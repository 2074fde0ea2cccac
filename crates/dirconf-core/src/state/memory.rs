// # Memory State Store
//
// Nothing survives a restart: the next run has no prior observed state, so
// sensitive fields are re-applied once and drift cannot be reported until
// the first reconciliation has recorded a baseline.

use async_trait::async_trait;
use std::collections::BTreeMap;
use std::sync::Arc;
use tokio::sync::RwLock;

use crate::Error;
use crate::identity::ResourceIdentity;
use crate::traits::state_store::{StateRecord, StateStore};

/// Tracked state held in process memory
///
/// Clones share the same records.
///
/// # Example
///
/// ```rust,no_run
/// use dirconf_core::state::MemoryStateStore;
/// use dirconf_core::traits::StateStore;
/// use dirconf_core::{AttributeMap, ResourceIdentity};
///
/// #[tokio::main]
/// async fn main() -> Result<(), Box<dyn std::error::Error>> {
///     let store = MemoryStateStore::new();
///     let id = ResourceIdentity::singleton("root-dn");
///
///     store.set_observed(&id, &AttributeMap::new()).await?;
///     assert!(store.get_observed(&id).await?.is_some());
///
///     Ok(())
/// }
/// ```
#[derive(Debug, Clone, Default)]
pub struct MemoryStateStore {
    records: Arc<RwLock<BTreeMap<ResourceIdentity, StateRecord>>>,
}

impl MemoryStateStore {
    pub fn new() -> Self {
        Self::default()
    }

    /// Number of tracked resources
    pub async fn len(&self) -> usize {
        self.records.read().await.len()
    }

    pub async fn is_empty(&self) -> bool {
        self.records.read().await.is_empty()
    }
}

#[async_trait]
impl StateStore for MemoryStateStore {
    async fn get_record(&self, identity: &ResourceIdentity) -> Result<Option<StateRecord>, Error> {
        Ok(self.records.read().await.get(identity).cloned())
    }

    async fn set_record(&self, record: &StateRecord) -> Result<(), Error> {
        self.records
            .write()
            .await
            .insert(record.identity.clone(), record.clone());
        Ok(())
    }

    async fn delete_record(&self, identity: &ResourceIdentity) -> Result<(), Error> {
        self.records.write().await.remove(identity);
        Ok(())
    }

    /// Identities in sorted order
    async fn list_records(&self) -> Result<Vec<ResourceIdentity>, Error> {
        Ok(self.records.read().await.keys().cloned().collect())
    }

    async fn flush(&self) -> Result<(), Error> {
        Ok(())
    }
}
//! Contract Test: Import & Drift Detection
//!
//! Constraints verified:
//! - An imported resource has an empty first diff
//! - Malformed keys fail before any network call
//! - Importing a missing object fails instead of tracking an empty one
//! - Out-of-band changes are reported as the operations restoring the tracked state

mod common;

use common::*;
use dirconf_core::{DriftStatus, Error, PatchOperation, ResourceIdentity};
use serde_json::json;

fn seed_index(client: &InMemoryConfigClient) -> ResourceIdentity {
    let id = ResourceIdentity::new("local-db-index", ["userRoot", "cn"]);
    client.put(
        &id,
        json!({
            "attribute": "cn",
            "indexType": ["equality", "substring"],
            "indexEntryLimit": 4000,
            "primeIndex": false,
        }),
    );
    id
}

#[tokio::test]
async fn imported_resource_has_empty_plan() {
    let schemas = registry();
    let client = InMemoryConfigClient::new(schemas.clone());
    let id = seed_index(&client);
    let (reconciler, _events) = reconciler(&client, &schemas);

    let tracked = reconciler.import("local-db-index", "userRoot/cn").await.unwrap();

    assert_eq!(tracked.identity, id);
    assert_eq!(tracked.identity.external_key(), "userRoot/cn");
    assert_eq!(tracked.plan, tracked.observed);
    assert!(reconciler
        .plan(&id, &tracked.plan, Some(&tracked.observed))
        .unwrap()
        .is_empty());

    // Reconciling the imported plan is a no-op
    reconciler
        .reconcile(&id, &tracked.plan, Some(&tracked.observed))
        .await
        .unwrap();
    assert_eq!(client.apply_call_count(), 0);
    assert_eq!(client.create_call_count(), 0);
}

#[tokio::test]
async fn malformed_keys_are_rejected_before_reading() {
    let schemas = registry();
    let client = InMemoryConfigClient::new(schemas.clone());
    seed_index(&client);
    let (reconciler, _events) = reconciler(&client, &schemas);

    for key in ["userRoot", "userRoot/cn/extra", "/cn", "userRoot/", ""] {
        let err = reconciler.import("local-db-index", key).await.unwrap_err();
        assert!(
            matches!(err, Error::ImportKeyInvalid { .. }),
            "key {:?}: {}",
            key,
            err
        );
    }
    assert_eq!(client.fetch_call_count(), 0);
}

#[tokio::test]
async fn empty_segment_is_named_in_the_error() {
    let schemas = registry();
    let client = InMemoryConfigClient::new(schemas.clone());
    let (reconciler, _events) = reconciler(&client, &schemas);

    let err = reconciler.import("local-db-index", "userRoot/").await.unwrap_err();
    assert!(err.to_string().contains("segment 2 is empty"), "{}", err);
}

#[tokio::test]
async fn importing_a_missing_object_fails() {
    let schemas = registry();
    let client = InMemoryConfigClient::new(schemas.clone());
    let (reconciler, _events) = reconciler(&client, &schemas);

    let err = reconciler.import("local-db-index", "userRoot/sn").await.unwrap_err();
    assert!(matches!(err, Error::NotFound { .. }));
    assert_eq!(client.fetch_call_count(), 1);
}

#[tokio::test]
async fn singletons_import_with_an_empty_key() {
    let schemas = registry();
    let client = InMemoryConfigClient::new(schemas.clone());
    client.put(
        &ResourceIdentity::singleton("root-dn"),
        json!({ "defaultRootPrivilegeName": ["config-read"] }),
    );
    let (reconciler, _events) = reconciler(&client, &schemas);

    let tracked = reconciler.import("root-dn", "").await.unwrap();
    assert_eq!(tracked.identity, ResourceIdentity::singleton("root-dn"));

    let err = reconciler.import("root-dn", "x").await.unwrap_err();
    assert!(matches!(err, Error::ImportKeyInvalid { .. }));
}

#[tokio::test]
async fn unknown_resource_type_is_a_config_error() {
    let schemas = registry();
    let client = InMemoryConfigClient::new(schemas.clone());
    let (reconciler, _events) = reconciler(&client, &schemas);

    let err = reconciler.import("no-such-thing", "a").await.unwrap_err();
    assert!(matches!(err, Error::Config(_)));
    assert_eq!(client.fetch_call_count(), 0);
}

#[tokio::test]
async fn drift_is_reported_as_restoring_operations() {
    let schemas = registry();
    let client = InMemoryConfigClient::new(schemas.clone());
    let id = seed_index(&client);
    let (reconciler, _events) = reconciler(&client, &schemas);
    let tracked = reconciler.import("local-db-index", "userRoot/cn").await.unwrap();

    let report = reconciler.detect_drift(&id, &tracked.observed).await.unwrap();
    assert!(report.is_in_sync());

    // Someone adds an index type by hand
    let mut stored = client.get(&id).unwrap();
    stored.insert(
        "indexType".to_string(),
        json!(["equality", "presence", "substring"]),
    );
    client.put(&id, serde_json::Value::Object(stored));

    let report = reconciler.detect_drift(&id, &tracked.observed).await.unwrap();
    assert_eq!(
        report.status,
        DriftStatus::Drifted(vec![PatchOperation::remove("indexType", "presence")])
    );
    // Detection never writes
    assert_eq!(client.apply_call_count(), 0);

    client.remove(&id);
    let report = reconciler.detect_drift(&id, &tracked.observed).await.unwrap();
    assert_eq!(report.status, DriftStatus::Gone);
}

#[test]
fn drift_report_serializes_with_status_tag() {
    let report = dirconf_core::DriftReport {
        identity: ResourceIdentity::new("local-db-index", ["userRoot", "cn"]),
        status: DriftStatus::Gone,
    };
    let value = serde_json::to_value(&report).unwrap();
    assert_eq!(value["status"]["status"], json!("gone"));
}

Problem to work on.
Every line of the listing that includes the word "local" must be copied.

Task output.
    let id = ResourceIdentity::new("local-db-index", ["userRoot", "cn"]);
    let tracked = reconciler.import("local-db-index", "userRoot/cn").await.unwrap();
        let err = reconciler.import("local-db-index", key).await.unwrap_err();
    let err = reconciler.import("local-db-index", "userRoot/").await.unwrap_err();
    let err = reconciler.import("local-db-index", "userRoot/sn").await.unwrap_err();
    let tracked = reconciler.import("local-db-index", "userRoot/cn").await.unwrap();
        identity: ResourceIdentity::new("local-db-index", ["userRoot", "cn"]),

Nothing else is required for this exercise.